Could you return every record below exactly as it is written?

(Saved entries)
▼

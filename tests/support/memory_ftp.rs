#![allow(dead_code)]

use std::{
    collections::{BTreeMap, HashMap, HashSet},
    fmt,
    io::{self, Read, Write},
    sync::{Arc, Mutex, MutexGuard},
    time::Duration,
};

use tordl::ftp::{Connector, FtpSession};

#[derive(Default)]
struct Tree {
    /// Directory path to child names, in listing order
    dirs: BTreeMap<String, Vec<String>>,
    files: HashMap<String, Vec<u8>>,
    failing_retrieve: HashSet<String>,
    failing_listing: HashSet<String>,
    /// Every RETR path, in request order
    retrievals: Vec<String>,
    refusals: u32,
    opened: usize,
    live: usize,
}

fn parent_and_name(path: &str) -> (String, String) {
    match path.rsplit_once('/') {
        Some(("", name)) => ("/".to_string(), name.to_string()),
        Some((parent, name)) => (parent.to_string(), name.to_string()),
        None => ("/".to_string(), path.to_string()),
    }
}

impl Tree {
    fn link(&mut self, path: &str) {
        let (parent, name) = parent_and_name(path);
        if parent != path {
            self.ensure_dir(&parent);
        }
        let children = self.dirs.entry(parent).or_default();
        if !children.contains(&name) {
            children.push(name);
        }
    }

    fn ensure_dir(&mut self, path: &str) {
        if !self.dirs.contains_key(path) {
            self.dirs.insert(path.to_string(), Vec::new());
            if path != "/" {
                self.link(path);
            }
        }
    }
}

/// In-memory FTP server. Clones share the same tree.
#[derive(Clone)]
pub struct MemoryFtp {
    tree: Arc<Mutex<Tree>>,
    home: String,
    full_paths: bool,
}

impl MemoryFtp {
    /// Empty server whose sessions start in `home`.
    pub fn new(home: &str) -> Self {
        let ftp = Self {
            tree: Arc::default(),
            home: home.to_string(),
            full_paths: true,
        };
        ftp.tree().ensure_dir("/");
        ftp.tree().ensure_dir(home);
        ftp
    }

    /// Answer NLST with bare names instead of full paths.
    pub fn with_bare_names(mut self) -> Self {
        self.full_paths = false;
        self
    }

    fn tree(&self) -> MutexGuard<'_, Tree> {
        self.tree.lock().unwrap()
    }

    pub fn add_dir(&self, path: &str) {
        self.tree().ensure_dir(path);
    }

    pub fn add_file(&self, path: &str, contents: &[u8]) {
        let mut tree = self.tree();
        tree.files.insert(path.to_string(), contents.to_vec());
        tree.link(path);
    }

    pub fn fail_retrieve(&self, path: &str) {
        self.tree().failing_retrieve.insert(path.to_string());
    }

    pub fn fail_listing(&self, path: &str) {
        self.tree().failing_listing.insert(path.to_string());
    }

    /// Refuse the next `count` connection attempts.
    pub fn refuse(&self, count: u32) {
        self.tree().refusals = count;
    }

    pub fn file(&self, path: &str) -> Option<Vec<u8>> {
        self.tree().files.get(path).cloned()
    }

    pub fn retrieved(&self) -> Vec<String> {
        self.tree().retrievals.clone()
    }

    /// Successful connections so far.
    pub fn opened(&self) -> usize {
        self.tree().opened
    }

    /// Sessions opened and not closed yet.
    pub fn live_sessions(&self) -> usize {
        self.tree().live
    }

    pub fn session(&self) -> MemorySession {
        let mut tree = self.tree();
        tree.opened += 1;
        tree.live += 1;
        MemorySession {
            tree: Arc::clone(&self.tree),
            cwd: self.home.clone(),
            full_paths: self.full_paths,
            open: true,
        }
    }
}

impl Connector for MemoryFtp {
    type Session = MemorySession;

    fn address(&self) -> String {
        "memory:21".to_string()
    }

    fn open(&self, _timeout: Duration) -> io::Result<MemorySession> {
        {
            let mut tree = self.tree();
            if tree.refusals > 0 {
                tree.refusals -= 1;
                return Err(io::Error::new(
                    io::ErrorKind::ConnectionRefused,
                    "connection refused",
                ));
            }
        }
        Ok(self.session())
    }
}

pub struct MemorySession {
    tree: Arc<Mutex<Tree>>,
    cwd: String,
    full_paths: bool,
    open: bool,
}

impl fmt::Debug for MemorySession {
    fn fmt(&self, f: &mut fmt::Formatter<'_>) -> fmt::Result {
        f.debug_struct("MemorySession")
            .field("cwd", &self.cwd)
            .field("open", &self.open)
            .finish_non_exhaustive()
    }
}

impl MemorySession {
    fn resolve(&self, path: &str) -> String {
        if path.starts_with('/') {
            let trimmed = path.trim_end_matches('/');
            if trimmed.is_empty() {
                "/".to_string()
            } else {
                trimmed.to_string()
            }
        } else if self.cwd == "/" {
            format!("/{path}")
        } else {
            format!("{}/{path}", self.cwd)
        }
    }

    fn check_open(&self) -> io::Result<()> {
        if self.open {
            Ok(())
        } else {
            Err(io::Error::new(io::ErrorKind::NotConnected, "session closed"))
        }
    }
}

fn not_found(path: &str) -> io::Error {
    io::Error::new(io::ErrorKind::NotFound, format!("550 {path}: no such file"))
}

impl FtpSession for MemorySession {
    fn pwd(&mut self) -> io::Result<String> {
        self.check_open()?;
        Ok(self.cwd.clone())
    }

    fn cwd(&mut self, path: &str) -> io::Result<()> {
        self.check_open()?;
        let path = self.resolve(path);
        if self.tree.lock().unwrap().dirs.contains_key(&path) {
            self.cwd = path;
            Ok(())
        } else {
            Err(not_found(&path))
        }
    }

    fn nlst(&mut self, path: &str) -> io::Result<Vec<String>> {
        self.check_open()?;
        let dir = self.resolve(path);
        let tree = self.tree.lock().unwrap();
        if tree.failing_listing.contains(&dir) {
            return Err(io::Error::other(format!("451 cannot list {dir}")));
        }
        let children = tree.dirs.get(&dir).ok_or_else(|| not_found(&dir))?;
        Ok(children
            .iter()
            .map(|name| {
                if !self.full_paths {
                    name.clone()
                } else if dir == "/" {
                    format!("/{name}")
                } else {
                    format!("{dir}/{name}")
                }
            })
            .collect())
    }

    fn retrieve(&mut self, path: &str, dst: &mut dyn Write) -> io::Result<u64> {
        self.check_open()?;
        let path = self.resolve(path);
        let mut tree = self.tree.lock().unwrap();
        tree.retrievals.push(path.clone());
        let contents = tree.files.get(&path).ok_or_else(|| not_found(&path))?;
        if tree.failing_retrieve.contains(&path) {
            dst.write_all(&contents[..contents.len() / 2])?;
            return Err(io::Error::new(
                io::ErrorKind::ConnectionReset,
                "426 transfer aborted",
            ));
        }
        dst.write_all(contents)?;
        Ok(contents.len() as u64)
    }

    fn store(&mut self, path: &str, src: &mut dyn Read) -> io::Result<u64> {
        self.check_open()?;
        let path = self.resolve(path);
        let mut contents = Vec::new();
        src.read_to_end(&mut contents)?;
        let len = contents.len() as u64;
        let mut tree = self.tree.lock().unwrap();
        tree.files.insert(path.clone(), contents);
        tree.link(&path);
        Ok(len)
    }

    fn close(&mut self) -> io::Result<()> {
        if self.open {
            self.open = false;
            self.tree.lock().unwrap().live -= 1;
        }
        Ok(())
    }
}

▲

## Exercise output
filename tests/support/memory_ftp.rs
#![allow(dead_code)]

use std::{
    collections::{BTreeMap, HashMap, HashSet},
    fmt,
    io::{self, Read, Write},
    sync::{Arc, Mutex, MutexGuard},
    time::Duration,
};

use tordl::ftp::{Connector, FtpSession};

#[derive(Default)]
struct Tree {
    /// Directory path to child names, in listing order
    dirs: BTreeMap<String, Vec<String>>,
    files: HashMap<String, Vec<u8>>,
    failing_retrieve: HashSet<String>,
    failing_listing: HashSet<String>,
    /// Every RETR path, in request order
    retrievals: Vec<String>,
    refusals: u32,
    opened: usize,
    live: usize,
}

fn parent_and_name(path: &str) -> (String, String) {
    match path.rsplit_once('/') {
        Some(("", name)) => ("/".to_string(), name.to_string()),
        Some((parent, name)) => (parent.to_string(), name.to_string()),
        None => ("/".to_string(), path.to_string()),
    }
}

impl Tree {
    fn link(&mut self, path: &str) {
        let (parent, name) = parent_and_name(path);
        if parent != path {
            self.ensure_dir(&parent);
        }
        let children = self.dirs.entry(parent).or_default();
        if !children.contains(&name) {
            children.push(name);
        }
    }

    fn ensure_dir(&mut self, path: &str) {
        if !self.dirs.contains_key(path) {
            self.dirs.insert(path.to_string(), Vec::new());
            if path != "/" {
                self.link(path);
            }
        }
    }
}

/// In-memory FTP server. Clones share the same tree.
#[derive(Clone)]
pub struct MemoryFtp {
    tree: Arc<Mutex<Tree>>,
    home: String,
    full_paths: bool,
}

impl MemoryFtp {
    /// Empty server whose sessions start in `home`.
    pub fn new(home: &str) -> Self {
        let ftp = Self {
            tree: Arc::default(),
            home: home.to_string(),
            full_paths: true,
        };
        ftp.tree().ensure_dir("/");
        ftp.tree().ensure_dir(home);
        ftp
    }

    /// Answer NLST with bare names instead of full paths.
    pub fn with_bare_names(mut self) -> Self {
        self.full_paths = false;
        self
    }

    fn tree(&self) -> MutexGuard<'_, Tree> {
        self.tree.lock().unwrap()
    }

    pub fn add_dir(&self, path: &str) {
        self.tree().ensure_dir(path);
    }

    pub fn add_file(&self, path: &str, contents: &[u8]) {
        let mut tree = self.tree();
        tree.files.insert(path.to_string(), contents.to_vec());
        tree.link(path);
    }

    pub fn fail_retrieve(&self, path: &str) {
        self.tree().failing_retrieve.insert(path.to_string());
    }

    pub fn fail_listing(&self, path: &str) {
        self.tree().failing_listing.insert(path.to_string());
    }

    /// Refuse the next `count` connection attempts.
    pub fn refuse(&self, count: u32) {
        self.tree().refusals = count;
    }

    pub fn file(&self, path: &str) -> Option<Vec<u8>> {
        self.tree().files.get(path).cloned()
    }

    pub fn retrieved(&self) -> Vec<String> {
        self.tree().retrievals.clone()
    }

    /// Successful connections so far.
    pub fn opened(&self) -> usize {
        self.tree().opened
    }

    /// Sessions opened and not closed yet.
    pub fn live_sessions(&self) -> usize {
        self.tree().live
    }

    pub fn session(&self) -> MemorySession {
        let mut tree = self.tree();
        tree.opened += 1;
        tree.live += 1;
        MemorySession {
            tree: Arc::clone(&self.tree),
            cwd: self.home.clone(),
            full_paths: self.full_paths,
            open: true,
        }
    }
}

impl Connector for MemoryFtp {
    type Session = MemorySession;

    fn address(&self) -> String {
        "memory:21".to_string()
    }

    fn open(&self, _timeout: Duration) -> io::Result<MemorySession> {
        {
            let mut tree = self.tree();
            if tree.refusals > 0 {
                tree.refusals -= 1;
                return Err(io::Error::new(
                    io::ErrorKind::ConnectionRefused,
                    "connection refused",
                ));
            }
        }
        Ok(self.session())
    }
}

pub struct MemorySession {
    tree: Arc<Mutex<Tree>>,
    cwd: String,
    full_paths: bool,
    open: bool,
}

impl fmt::Debug for MemorySession {
    fn fmt(&self, f: &mut fmt::Formatter<'_>) -> fmt::Result {
        f.debug_struct("MemorySession")
            .field("cwd", &self.cwd)
            .field("open", &self.open)
            .finish_non_exhaustive()
    }
}

impl MemorySession {
    fn resolve(&self, path: &str) -> String {
        if path.starts_with('/') {
            let trimmed = path.trim_end_matches('/');
            if trimmed.is_empty() {
                "/".to_string()
            } else {
                trimmed.to_string()
            }
        } else if self.cwd == "/" {
            format!("/{path}")
        } else {
            format!("{}/{path}", self.cwd)
        }
    }

    fn check_open(&self) -> io::Result<()> {
        if self.open {
            Ok(())
        } else {
            Err(io::Error::new(io::ErrorKind::NotConnected, "session closed"))
        }
    }
}

fn not_found(path: &str) -> io::Error {
    io::Error::new(io::ErrorKind::NotFound, format!("550 {path}: no such file"))
}

impl FtpSession for MemorySession {
    fn pwd(&mut self) -> io::Result<String> {
        self.check_open()?;
        Ok(self.cwd.clone())
    }

    fn cwd(&mut self, path: &str) -> io::Result<()> {
        self.check_open()?;
        let path = self.resolve(path);
        if self.tree.lock().unwrap().dirs.contains_key(&path) {
            self.cwd = path;
            Ok(())
        } else {
            Err(not_found(&path))
        }
    }

    fn nlst(&mut self, path: &str) -> io::Result<Vec<String>> {
        self.check_open()?;
        let dir = self.resolve(path);
        let tree = self.tree.lock().unwrap();
        if tree.failing_listing.contains(&dir) {
            return Err(io::Error::other(format!("451 cannot list {dir}")));
        }
        let children = tree.dirs.get(&dir).ok_or_else(|| not_found(&dir))?;
        Ok(children
            .iter()
            .map(|name| {
                if !self.full_paths {
                    name.clone()
                } else if dir == "/" {
                    format!("/{name}")
                } else {
                    format!("{dir}/{name}")
                }
            })
            .collect())
    }

    fn retrieve(&mut self, path: &str, dst: &mut dyn Write) -> io::Result<u64> {
        self.check_open()?;
        let path = self.resolve(path);
        let mut tree = self.tree.lock().unwrap();
        tree.retrievals.push(path.clone());
        let contents = tree.files.get(&path).ok_or_else(|| not_found(&path))?;
        if tree.failing_retrieve.contains(&path) {
            dst.write_all(&contents[..contents.len() / 2])?;
            return Err(io::Error::new(
                io::ErrorKind::ConnectionReset,
                "426 transfer aborted",
            ));
        }
        dst.write_all(contents)?;
        Ok(contents.len() as u64)
    }

    fn store(&mut self, path: &str, src: &mut dyn Read) -> io::Result<u64> {
        self.check_open()?;
        let path = self.resolve(path);
        let mut contents = Vec::new();
        src.read_to_end(&mut contents)?;
        let len = contents.len() as u64;
        let mut tree = self.tree.lock().unwrap();
        tree.files.insert(path.clone(), contents);
        tree.link(&path);
        Ok(len)
    }

    fn close(&mut self) -> io::Result<()> {
        if self.open {
            self.open = false;
            self.tree.lock().unwrap().live -= 1;
        }
        Ok(())
    }
}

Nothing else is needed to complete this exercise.